◆ EXERCISE BRIEF: In the data below, work out how many lines include the string "order". Only the number should be given.

..............................

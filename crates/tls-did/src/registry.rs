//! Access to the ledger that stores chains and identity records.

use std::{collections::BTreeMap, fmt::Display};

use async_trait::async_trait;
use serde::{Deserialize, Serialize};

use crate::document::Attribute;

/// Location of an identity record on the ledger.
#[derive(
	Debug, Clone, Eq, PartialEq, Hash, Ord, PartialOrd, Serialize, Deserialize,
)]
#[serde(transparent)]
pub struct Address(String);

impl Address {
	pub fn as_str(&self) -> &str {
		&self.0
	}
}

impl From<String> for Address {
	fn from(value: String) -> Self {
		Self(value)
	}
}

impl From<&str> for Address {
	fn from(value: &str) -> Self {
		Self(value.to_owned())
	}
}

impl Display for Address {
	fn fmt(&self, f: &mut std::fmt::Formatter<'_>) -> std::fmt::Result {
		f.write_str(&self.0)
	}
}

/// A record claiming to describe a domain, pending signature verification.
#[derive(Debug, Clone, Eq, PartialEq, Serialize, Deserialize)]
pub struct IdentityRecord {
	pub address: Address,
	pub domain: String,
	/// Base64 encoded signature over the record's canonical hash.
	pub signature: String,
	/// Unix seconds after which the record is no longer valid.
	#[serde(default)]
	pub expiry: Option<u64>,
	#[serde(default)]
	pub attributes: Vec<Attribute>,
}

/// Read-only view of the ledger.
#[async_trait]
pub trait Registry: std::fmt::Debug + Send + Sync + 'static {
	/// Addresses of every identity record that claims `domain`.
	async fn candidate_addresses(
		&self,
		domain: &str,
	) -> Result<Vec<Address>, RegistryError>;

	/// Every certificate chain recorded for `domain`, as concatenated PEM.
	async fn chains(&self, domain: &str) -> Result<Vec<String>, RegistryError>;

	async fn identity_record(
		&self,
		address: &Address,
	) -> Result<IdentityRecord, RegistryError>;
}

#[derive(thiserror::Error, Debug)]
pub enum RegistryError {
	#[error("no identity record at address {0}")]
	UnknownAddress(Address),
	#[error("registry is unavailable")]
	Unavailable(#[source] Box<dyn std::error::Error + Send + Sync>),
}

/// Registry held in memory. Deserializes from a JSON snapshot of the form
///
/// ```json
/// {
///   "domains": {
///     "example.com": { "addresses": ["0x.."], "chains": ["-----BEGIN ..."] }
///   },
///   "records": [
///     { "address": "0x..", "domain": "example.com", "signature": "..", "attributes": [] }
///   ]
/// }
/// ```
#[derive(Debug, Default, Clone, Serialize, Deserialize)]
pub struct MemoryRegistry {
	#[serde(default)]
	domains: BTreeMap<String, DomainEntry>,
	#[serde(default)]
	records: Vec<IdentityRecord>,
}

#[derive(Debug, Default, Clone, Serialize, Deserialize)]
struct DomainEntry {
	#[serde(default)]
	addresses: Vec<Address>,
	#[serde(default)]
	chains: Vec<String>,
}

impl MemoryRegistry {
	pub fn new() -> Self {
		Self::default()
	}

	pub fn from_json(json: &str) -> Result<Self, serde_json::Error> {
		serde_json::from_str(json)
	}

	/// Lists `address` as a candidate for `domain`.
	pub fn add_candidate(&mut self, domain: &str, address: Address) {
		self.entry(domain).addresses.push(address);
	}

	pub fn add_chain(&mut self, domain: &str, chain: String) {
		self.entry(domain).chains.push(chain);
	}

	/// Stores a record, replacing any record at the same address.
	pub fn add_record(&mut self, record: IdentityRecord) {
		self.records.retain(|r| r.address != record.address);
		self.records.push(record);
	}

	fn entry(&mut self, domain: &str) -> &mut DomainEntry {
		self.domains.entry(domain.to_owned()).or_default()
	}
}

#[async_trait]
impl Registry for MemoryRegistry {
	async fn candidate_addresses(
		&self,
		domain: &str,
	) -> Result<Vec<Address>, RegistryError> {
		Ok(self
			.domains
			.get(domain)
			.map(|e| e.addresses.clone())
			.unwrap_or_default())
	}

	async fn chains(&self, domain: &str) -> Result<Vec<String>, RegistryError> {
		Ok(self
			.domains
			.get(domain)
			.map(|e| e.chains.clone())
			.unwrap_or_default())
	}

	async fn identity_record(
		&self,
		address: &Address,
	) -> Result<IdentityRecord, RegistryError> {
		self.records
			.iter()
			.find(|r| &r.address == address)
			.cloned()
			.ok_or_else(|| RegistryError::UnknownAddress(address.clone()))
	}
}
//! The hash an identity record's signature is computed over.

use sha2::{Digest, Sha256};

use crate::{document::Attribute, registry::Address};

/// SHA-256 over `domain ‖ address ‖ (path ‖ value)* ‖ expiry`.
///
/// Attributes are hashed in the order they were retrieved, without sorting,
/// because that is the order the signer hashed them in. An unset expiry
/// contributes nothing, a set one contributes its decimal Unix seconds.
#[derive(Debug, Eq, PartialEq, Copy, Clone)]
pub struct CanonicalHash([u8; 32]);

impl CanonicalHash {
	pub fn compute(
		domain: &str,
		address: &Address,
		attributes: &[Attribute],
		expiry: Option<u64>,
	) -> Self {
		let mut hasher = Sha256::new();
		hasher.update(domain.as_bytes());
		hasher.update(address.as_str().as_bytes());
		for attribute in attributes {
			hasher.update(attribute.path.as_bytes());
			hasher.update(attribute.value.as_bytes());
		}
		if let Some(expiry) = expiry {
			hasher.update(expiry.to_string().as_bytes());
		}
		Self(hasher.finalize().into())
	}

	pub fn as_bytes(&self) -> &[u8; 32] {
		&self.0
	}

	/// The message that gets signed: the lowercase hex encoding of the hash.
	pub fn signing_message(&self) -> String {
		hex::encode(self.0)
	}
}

..............................

◆ RESULT BELOW: 2